Problem
Please show each line of the listing where "String" is present.

--------------------

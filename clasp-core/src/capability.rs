//! Device identification: model-name patterns resolve to immutable capability
//! profiles, most specific pattern first.

use std::sync::Arc;

use serde::{Deserialize, Serialize};

use crate::crypto::KeyScheme;
use crate::frame::ProtocolVariant;

const MAX_REPEAT: usize = 32;

/// What one device model supports. Handed out behind an `Arc`; never mutated
/// after registration.
#[derive(Debug, Clone, PartialEq, Eq, Serialize, Deserialize)]
pub struct DeviceCapabilityProfile {
    pub name: String,
    pub manufacturer: String,
    pub variant: ProtocolVariant,
    pub key_scheme: KeyScheme,
    pub encrypted: bool,
    pub max_block_size: u32,
    pub alarm_slots: u8,
    pub reminder_slots: u8,
    pub reminder_message_length: u16,
    pub world_clock_slots: u8,
    pub features: Features,
}

/// Feature switches beyond the raw protocol: which screens and sync paths the
/// host should offer for this model.
#[derive(Debug, Clone, Copy, PartialEq, Eq, Default, Serialize, Deserialize)]
pub struct Features {
    pub weather: bool,
    pub activity_fetching: bool,
    pub heart_rate_realtime: bool,
    pub stress: bool,
    pub spo2: bool,
    pub rem_sleep: bool,
    pub find_device: bool,
    pub smart_wakeup: bool,
    pub calendar_sync: bool,
    pub music_info: bool,
    pub unicode_emoji: bool,
    pub file_flashing: bool,
}

#[derive(Debug, PartialEq, Eq, thiserror::Error)]
pub enum RegistryError {
    #[error("invalid pattern {pattern:?}: {reason}")]
    BadPattern {
        pattern: String,
        reason: &'static str,
    },
    #[error("pattern {new:?} is ambiguous with already registered {existing:?}")]
    Ambiguous { new: String, existing: String },
}

/// The reported model name matched no registered pattern.
#[derive(Debug, Clone, PartialEq, Eq, thiserror::Error)]
#[error("device model {0:?} is not supported")]
pub struct NotSupported(pub String);

/// Pattern over model names. One atom per character, plus an optional
/// trailing `.*` that turns the atoms into a required prefix.
#[derive(Debug, Clone, PartialEq, Eq)]
struct ModelPattern {
    source: String,
    atoms: Vec<MatchAtom>,
    prefix_wildcard: bool,
}

#[derive(Debug, Clone, PartialEq, Eq)]
enum MatchAtom {
    Literal(char),
    Any,
    Class(Vec<ClassItem>),
}

#[derive(Debug, Clone, Copy, PartialEq, Eq)]
enum ClassItem {
    Char(char),
    Range(char, char),
}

--------------------

Completed exercise
    pub name: String,
    pub manufacturer: String,
        pattern: String,
    Ambiguous { new: String, existing: String },
pub struct NotSupported(pub String);
    source: String,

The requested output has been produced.